A method for determining the content of sesquiterpenes in sesame seeds, comprising the following steps:

(1) Preparing sesquiterpene standard solution: weighing 10 mg of sesquiterpene standard, adding anhydrous methanol to dissolve and dilute to 50 mL, and then filtering with 0.45 μm filtration membrane to obtain 0.2 mg/mL of sesquiterpene standard solution;

(2) Drawing the standard curve of sesamin: take 20, 10, 5, 4, 2, 0.8mL of the standard solution of sesamin obtained in step (1), add 0, 10, 15, 16, 18, 19.2mL of anhydrous methanol, respectively, and shake well to form a methanolic solution of sesamin standard with gradient concentration of 200, 100, 50, 40, 20, 8ug/mL, respectively, and then use liquid chromatography to perform chromatography on the above solutions. Chromatographic analysis of the above solutions, respectively, according to the results of the standard curve drawn sesquiterpenes (sesquiterpene standard solution of the liquid chromatogram refer to Figure 1), and get the sesquiterpene content and the peak area of the linear relationship between the equation: A = 587.525675x-4.531582, Chemicalbook where A is the peak area, x for the sesquiterpene content;

(3) Preparation of the sample solution to be tested: using Yuzhi 11 sesame seeds as the sample to be tested, the sesame seeds to be tested were crushed with a universal pulveriser for 30s, and then sieved through a 0.35 μm sieve, and the resulting sesame seed powder sample was taken as 0.2 g, and ethanol at a concentration of 100% was added to 5 mL;

(4) ultrasonic treatment and filtration: the mixed solution obtained in step (3) is ultrasonicated for 20 to 50 min at 30 to 60 ℃, and then the ultrasonicated solution is filtered with a 0.45 μm filtration membrane; the ultrasonic treatment is performed under the following conditions: using a numerically-controlled ultrasonic cleaner with an ultrasonic frequency of 40 KHZ and a model number of KQ3200DE, and the ultrasonic treatment is carried out under the conditions of 70 to 100 W The ultrasonic treatment is carried out under the ultrasonic power of 70-100W.

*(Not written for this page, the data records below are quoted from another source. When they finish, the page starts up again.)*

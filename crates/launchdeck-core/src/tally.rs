//! Per-run sync results.

use serde::{Deserialize, Serialize};

use crate::entity::EntityKind;

/// What happened to one upstream item during a sync run.
#[derive(Debug, Clone, PartialEq, Eq)]
pub enum ItemOutcome {
  Created,
  Updated,
  /// The item could not be turned into a record and was left out of the run.
  Skipped { reason: String },
}

/// Counts for one sync run. Returned to the caller and then discarded; it is
/// never persisted.
#[derive(Debug, Clone, PartialEq, Eq, Serialize, Deserialize)]
pub struct SyncTally {
  pub kind:                EntityKind,
  pub total_from_upstream: usize,
  pub created:             usize,
  pub updated:             usize,
  pub skipped:             usize,
}

impl SyncTally {
  pub fn new(kind: EntityKind, total_from_upstream: usize) -> Self {
    Self { kind, total_from_upstream, created: 0, updated: 0, skipped: 0 }
  }

  pub fn record(&mut self, outcome: &ItemOutcome) {
    match outcome {
      ItemOutcome::Created => self.created += 1,
      ItemOutcome::Updated => self.updated += 1,
      ItemOutcome::Skipped { .. } => self.skipped += 1,
    }
  }
}
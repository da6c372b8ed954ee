//! SQL schema for the launchdeck SQLite store.
//!
//! Executed once at connection startup. Schema migrations are out of scope;
//! `PRAGMA user_version` records the layout for when they are not.

/// Full schema DDL; idempotent thanks to `CREATE TABLE IF NOT EXISTS`.
pub const SCHEMA: &str = "
PRAGMA journal_mode = WAL;

CREATE TABLE IF NOT EXISTS rockets (
    id               INTEGER PRIMARY KEY AUTOINCREMENT,
    external_id      TEXT NOT NULL UNIQUE,
    name             TEXT NOT NULL,
    type             TEXT,
    active           INTEGER NOT NULL DEFAULT 1,
    stages           INTEGER,
    boosters         INTEGER,
    cost_per_launch  REAL,             -- USD
    success_rate_pct REAL,
    first_flight     TEXT,             -- YYYY-MM-DD
    country          TEXT,
    company          TEXT,
    wikipedia        TEXT,
    description      TEXT,
    flickr_images    TEXT NOT NULL DEFAULT '[]',
    created_at       TEXT NOT NULL,
    updated_at       TEXT NOT NULL
);

CREATE TABLE IF NOT EXISTS launchpads (
    id               INTEGER PRIMARY KEY AUTOINCREMENT,
    external_id      TEXT NOT NULL UNIQUE,
    name             TEXT NOT NULL,
    full_name        TEXT,
    locality         TEXT,
    region           TEXT,
    latitude         REAL,
    longitude        REAL,
    launch_attempts  INTEGER NOT NULL DEFAULT 0,
    launch_successes INTEGER NOT NULL DEFAULT 0,
    status           TEXT,
    details          TEXT,
    images           TEXT NOT NULL DEFAULT '[]',
    created_at       TEXT NOT NULL,
    updated_at       TEXT NOT NULL
);

-- Rocket and launchpad references are soft: matched by external ID string,
-- no foreign keys. Names are denormalised at sync time.
CREATE TABLE IF NOT EXISTS launches (
    id              INTEGER PRIMARY KEY AUTOINCREMENT,
    external_id     TEXT NOT NULL UNIQUE,
    flight_number   INTEGER,
    name            TEXT NOT NULL,
    date_utc        TEXT,              -- fixed-width RFC 3339, UTC, millis
    date_local      TEXT,              -- RFC 3339 with the site's offset
    success         INTEGER,           -- NULL until upstream reports
    failures        TEXT NOT NULL DEFAULT '[]',
    upcoming        INTEGER NOT NULL DEFAULT 0,
    details         TEXT,
    rocket_id       TEXT,
    rocket_name     TEXT,
    launchpad_id    TEXT,
    launchpad_name  TEXT,
    links           TEXT NOT NULL DEFAULT '{}',
    payloads        TEXT NOT NULL DEFAULT '[]',
    crew            TEXT NOT NULL DEFAULT '[]',
    cores           TEXT NOT NULL DEFAULT '[]',
    created_at      TEXT NOT NULL,
    updated_at      TEXT NOT NULL
);

CREATE INDEX IF NOT EXISTS launches_date_success_idx ON launches(date_utc, success);
CREATE INDEX IF NOT EXISTS launches_upcoming_idx     ON launches(upcoming);
CREATE INDEX IF NOT EXISTS launches_rocket_idx       ON launches(rocket_id);
CREATE INDEX IF NOT EXISTS launches_launchpad_idx    ON launches(launchpad_id);

PRAGMA user_version = 1;
";
//! Per-run memo of rocket and launchpad display names.
//!
//! Launches reference rockets and launchpads by ID. Within one sync run each
//! distinct ID is looked up upstream at most once, failures included: a
//! lookup that fails resolves to `None` and is not retried until the next
//! run. Successive upstream requests are spaced by the configured delay;
//! lookups answered by the response cache are not delayed.

use std::{collections::HashMap, time::Duration};

use launchdeck_core::entity::EntityKind;
use serde_json::Value;
use tracing::{debug, warn};

use crate::{
  clock::Clock,
  transport::Transport,
  upstream::{Endpoint, UpstreamClient},
};

pub struct NameResolutionCache<'c, T, C> {
  client:   &'c UpstreamClient<T, C>,
  throttle: Duration,
  names:    HashMap<(EntityKind, String), Option<String>>,
  requests: usize,
}

impl<'c, T: Transport, C: Clock> NameResolutionCache<'c, T, C> {
  pub fn new(client: &'c UpstreamClient<T, C>, throttle: Duration) -> Self {
    Self { client, throttle, names: HashMap::new(), requests: 0 }
  }

  /// The display name of `kind`/`id`, or `None` if upstream could not
  /// provide one.
  pub async fn resolve(&mut self, kind: EntityKind, id: &str) -> Option<String> {
    let key = (kind, id.to_owned());
    if let Some(name) = self.names.get(&key) {
      return name.clone();
    }

    if !is_path_safe(id) {
      debug!(%kind, id, "reference is not a valid upstream ID; leaving unresolved");
      self.names.insert(key, None);
      return None;
    }

    if !self.client.is_cached(&Endpoint::Item(kind, id.to_owned()), &[]) {
      if self.requests > 0 && !self.throttle.is_zero() {
        tokio::time::sleep(self.throttle).await;
      }
      self.requests += 1;
    }

    let name = match self.client.fetch_item(kind, id).await {
      Ok(raw) => {
        let name = raw.get("name").and_then(Value::as_str).map(str::to_owned);
        if name.is_none() {
          debug!(%kind, id, "upstream record has no name");
        }
        name
      }
      Err(e) => {
        warn!(%kind, id, error = %e, "name lookup failed; leaving unresolved");
        None
      }
    };
    self.names.insert(key, name.clone());
    name
  }

  /// Upstream requests made so far in this run. Cache hits are not counted.
  pub fn requests(&self) -> usize { self.requests }
}

fn is_path_safe(id: &str) -> bool {
  !id.is_empty() && id.chars().all(|c| c.is_ascii_alphanumeric() || c == '-' || c == '_')
}

#[cfg(test)]
mod tests {
  use serde_json::json;

  use super::*;
  use crate::{
    config::UpstreamConfig,
    fake::{FakeTransport, clock},
  };

  // A zero TTL keeps the response cache out of the way so only the memo is
  // being tested.
  fn uncached(fake: FakeTransport) -> UpstreamClient<FakeTransport, crate::clock::ManualClock> {
    UpstreamClient::new(fake, clock(), &UpstreamConfig { cache_time: 0, ..Default::default() })
  }

  #[tokio::test]
  async fn each_id_is_looked_up_once() {
    let client = uncached(
      FakeTransport::new()
        .with_json("/v4/rockets/r9", json!({"id": "r9", "name": "Falcon 9"}))
        .with_json("/v4/launchpads/r9", json!({"id": "r9", "name": "Same ID, other kind"})),
    );
    let mut names = NameResolutionCache::new(&client, Duration::ZERO);

    assert_eq!(names.resolve(EntityKind::Rocket, "r9").await.as_deref(), Some("Falcon 9"));
    assert_eq!(names.resolve(EntityKind::Rocket, "r9").await.as_deref(), Some("Falcon 9"));
    assert_eq!(
      names.resolve(EntityKind::Launchpad, "r9").await.as_deref(),
      Some("Same ID, other kind")
    );

    assert_eq!(client.transport().calls("/v4/rockets/r9"), 1);
    assert_eq!(names.requests(), 2);
  }

  #[tokio::test]
  async fn failed_lookup_is_not_retried_in_the_same_run() {
    let client = uncached(FakeTransport::new().with_status("/v4/rockets/gone", 404, "{}"));
    let mut names = NameResolutionCache::new(&client, Duration::ZERO);

    assert_eq!(names.resolve(EntityKind::Rocket, "gone").await, None);
    assert_eq!(names.resolve(EntityKind::Rocket, "gone").await, None);
    assert_eq!(client.transport().calls("/v4/rockets/gone"), 1);
  }

  #[tokio::test(start_paused = true)]
  async fn lookups_after_the_first_are_throttled() {
    let client = uncached(
      FakeTransport::new()
        .with_json("/v4/rockets/a", json!({"name": "A"}))
        .with_json("/v4/rockets/b", json!({"name": "B"})),
    );
    let mut names = NameResolutionCache::new(&client, Duration::from_secs(1));

    let start = tokio::time::Instant::now();
    names.resolve(EntityKind::Rocket, "a").await;
    assert_eq!(start.elapsed(), Duration::ZERO);
    names.resolve(EntityKind::Rocket, "b").await;
    assert!(start.elapsed() >= Duration::from_secs(1));
    names.resolve(EntityKind::Rocket, "a").await;
    assert!(start.elapsed() < Duration::from_secs(2), "memo hits are not throttled");
  }

  #[tokio::test(start_paused = true)]
  async fn cached_lookups_are_not_throttled() {
    let client = UpstreamClient::new(
      FakeTransport::new()
        .with_json("/v4/rockets/a", json!({"name": "A"}))
        .with_json("/v4/rockets/b", json!({"name": "B"}))
        .with_json("/v4/launchpads/c", json!({"name": "C"})),
      clock(),
      &UpstreamConfig::default(),
    );

    let mut warm = NameResolutionCache::new(&client, Duration::from_secs(1));
    for (kind, id) in [(EntityKind::Rocket, "a"), (EntityKind::Rocket, "b")] {
      warm.resolve(kind, id).await;
    }
    assert_eq!(warm.requests(), 2);

    let mut names = NameResolutionCache::new(&client, Duration::from_secs(1));
    let start = tokio::time::Instant::now();
    assert_eq!(names.resolve(EntityKind::Rocket, "a").await.as_deref(), Some("A"));
    assert_eq!(names.resolve(EntityKind::Rocket, "b").await.as_deref(), Some("B"));
    assert_eq!(start.elapsed(), Duration::ZERO);
    assert_eq!(names.requests(), 0);

    // The first real request of the run goes out immediately too.
    assert_eq!(names.resolve(EntityKind::Launchpad, "c").await.as_deref(), Some("C"));
    assert_eq!(start.elapsed(), Duration::ZERO);
    assert_eq!(names.requests(), 1);
    assert_eq!(client.transport().calls("/v4/rockets/a"), 1);
  }

  #[tokio::test]
  async fn ids_that_are_not_path_safe_are_never_requested() {
    let client = uncached(FakeTransport::new().with_json("/v4/rockets", json!([])));
    let mut names = NameResolutionCache::new(&client, Duration::ZERO);

    for id in ["", " ", "../rockets", "a/b", "x?limit=1"] {
      assert_eq!(names.resolve(EntityKind::Rocket, id).await, None, "{id:?}");
    }
    assert_eq!(names.requests(), 0);
    assert_eq!(client.transport().calls_under("/v4/rockets"), 0);
  }
}
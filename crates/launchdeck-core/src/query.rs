//! Read-side query parameters and aggregate shapes.

use serde::{Deserialize, Serialize};
use strum::{AsRefStr, EnumString};

// ─── Launch listing ──────────────────────────────────────────────────────────

/// Column a launch listing is ordered by.
#[derive(
  Debug, Clone, Copy, PartialEq, Eq, Default, Serialize, Deserialize, EnumString, AsRefStr,
)]
#[serde(rename_all = "snake_case")]
#[strum(serialize_all = "snake_case")]
pub enum LaunchSort {
  #[default]
  DateUtc,
  Name,
  FlightNumber,
}

#[derive(
  Debug, Clone, Copy, PartialEq, Eq, Default, Serialize, Deserialize, EnumString, AsRefStr,
)]
#[serde(rename_all = "lowercase")]
#[strum(serialize_all = "lowercase")]
pub enum SortDirection {
  Asc,
  #[default]
  Desc,
}

/// Parameters for [`crate::store::RecordStore::list_launches`].
#[derive(Debug, Clone, PartialEq, Serialize, Deserialize)]
#[serde(default)]
pub struct LaunchQuery {
  /// Calendar year of `date_utc`.
  pub year:         Option<i32>,
  pub success:      Option<bool>,
  /// `Some(true)` keeps upcoming launches, `Some(false)` completed ones.
  pub upcoming:     Option<bool>,
  pub rocket_id:    Option<String>,
  pub launchpad_id: Option<String>,
  /// Matched against name, details and flight number.
  pub search:       Option<String>,
  pub page:         u32,
  pub per_page:     u32,
  pub sort_by:      LaunchSort,
  pub direction:    SortDirection,
}

impl Default for LaunchQuery {
  fn default() -> Self {
    Self {
      year:         None,
      success:      None,
      upcoming:     None,
      rocket_id:    None,
      launchpad_id: None,
      search:       None,
      page:         1,
      per_page:     Self::DEFAULT_PER_PAGE,
      sort_by:      LaunchSort::default(),
      direction:    SortDirection::default(),
    }
  }
}

impl LaunchQuery {
  pub const DEFAULT_PER_PAGE: u32 = 20;
  pub const MAX_PER_PAGE: u32 = 100;

  /// Clamp paging into range. Blank search strings count as no search.
  pub fn normalized(mut self) -> Self {
    self.page = self.page.max(1);
    self.per_page = self.per_page.clamp(1, Self::MAX_PER_PAGE);
    self.search = self.search.filter(|s| !s.trim().is_empty());
    self
  }

  pub fn offset(&self) -> u64 {
    u64::from(self.page.saturating_sub(1)) * u64::from(self.per_page)
  }
}

/// One page of a listing.
#[derive(Debug, Clone, PartialEq, Serialize, Deserialize)]
pub struct Page<T> {
  pub items:     Vec<T>,
  pub total:     u64,
  pub page:      u32,
  pub per_page:  u32,
  pub last_page: u32,
}

impl<T> Page<T> {
  pub fn new(items: Vec<T>, total: u64, page: u32, per_page: u32) -> Self {
    let per_page = per_page.max(1);
    let last_page = total.div_ceil(u64::from(per_page)).max(1);
    Self {
      items,
      total,
      page,
      per_page,
      last_page: u32::try_from(last_page).unwrap_or(u32::MAX),
    }
  }
}

// ─── Aggregates ──────────────────────────────────────────────────────────────

/// Grouping key for launch counts.
#[derive(Debug, Clone, Copy, PartialEq, Eq)]
pub enum LaunchGrouping {
  Rocket,
  Launchpad,
}

#[derive(Debug, Clone, PartialEq, Serialize, Deserialize)]
pub struct LaunchStats {
  /// Launches not flagged upcoming.
  pub total_launches:      u64,
  pub successful_launches: u64,
  pub failed_launches:     u64,
  /// Launches dated in the future, regardless of flag.
  pub upcoming_launches:   u64,
  pub success_rate:        f64,
}

#[derive(Debug, Clone, PartialEq, Serialize, Deserialize)]
pub struct YearStats {
  pub year:         i32,
  pub total:        u64,
  pub successful:   u64,
  pub failed:       u64,
  pub success_rate: f64,
}

impl YearStats {
  pub fn new(year: i32, total: u64, successful: u64) -> Self {
    Self {
      year,
      total,
      successful,
      failed: total.saturating_sub(successful),
      success_rate: success_rate(successful, total),
    }
  }
}

#[derive(Debug, Clone, PartialEq, Eq, Serialize, Deserialize)]
pub struct NameCount {
  pub name:  String,
  pub count: u64,
}

/// `part / total` as a percentage rounded to two places; zero when `total`
/// is zero.
pub fn success_rate(part: u64, total: u64) -> f64 {
  if total == 0 {
    return 0.0;
  }
  (part as f64 / total as f64 * 10_000.0).round() / 100.0
}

(5) Detection: take 9 μl of the filtrate obtained in step (4), use the liquid chromatograph to sample the filtrate for detection, and calculate the content of sesquiterpenes in the sesquiterpenes to be tested according to the standard curve of sesquiterpenes and the obtained linear equation.

Pharmacological Effect of Sesamin.

Sesquiterpenes have inhibitory effects on influenza virus, Sendai virus and Mycobacterium tuberculosis. Used in agriculture as a synergist for pyrethroids. Clinically observed to be effective against bronchitis. Used as antiviral, fungicide, antioxidant, insecticide synergist, treatment of bronchitis.

Preparation of Bulk Sesamin.

Measure 1L of sesame oil foot (965.8g), add 4L of anhydrous ethanol, stirring at 30 ℃ for 5h, static stratification, take the upper layer of liquid, rotary evaporation to get the sesame pigment enrichment; to sesame pigment enrichment to add anhydrous methanol, sesame pigment enrichment with anhydrous methanol material-liquid ratio of 1:4 (kg/L), at 55 ℃ under the extraction of 3h, get the extract; to the extraction of the liquid to add activated carbon. Activated carbon added to the extraction solution, the amount of 1% of the mass of the extraction solution, stirring for 0.5h, and then filtered to obtain the sesquiterpene extract; the sesquiterpene extract slowly cooled down to -10 ℃, so that the sesquiterpene crystallisation, crystallisation of 2h, filtration of sesquiterpene crude; to the sesquiterpene crude added to the petroleum ether, sesquiterpene crude and the petroleum ether of the material-liquid ratio of 1:1 (kg/L), 35 ℃, closed mixing for 0.5h, filtration Sesquiterpene crude product; sesquiterpene crude product dissolved in anhydrous ethanol, sesquiterpene crude product and anhydrous ethanol material-liquid ratio of 1:30 (kg / L), at -5 ℃ under the crystallisation and purification, the time to maintain 3 hours, under this condition after two times crystallisation, vacuum drying to obtain sesquiterpene products 2.16 g, sesquiterpene extraction rate of 89.1%, the purity of the resulting sesquiterpene products is 92.1%.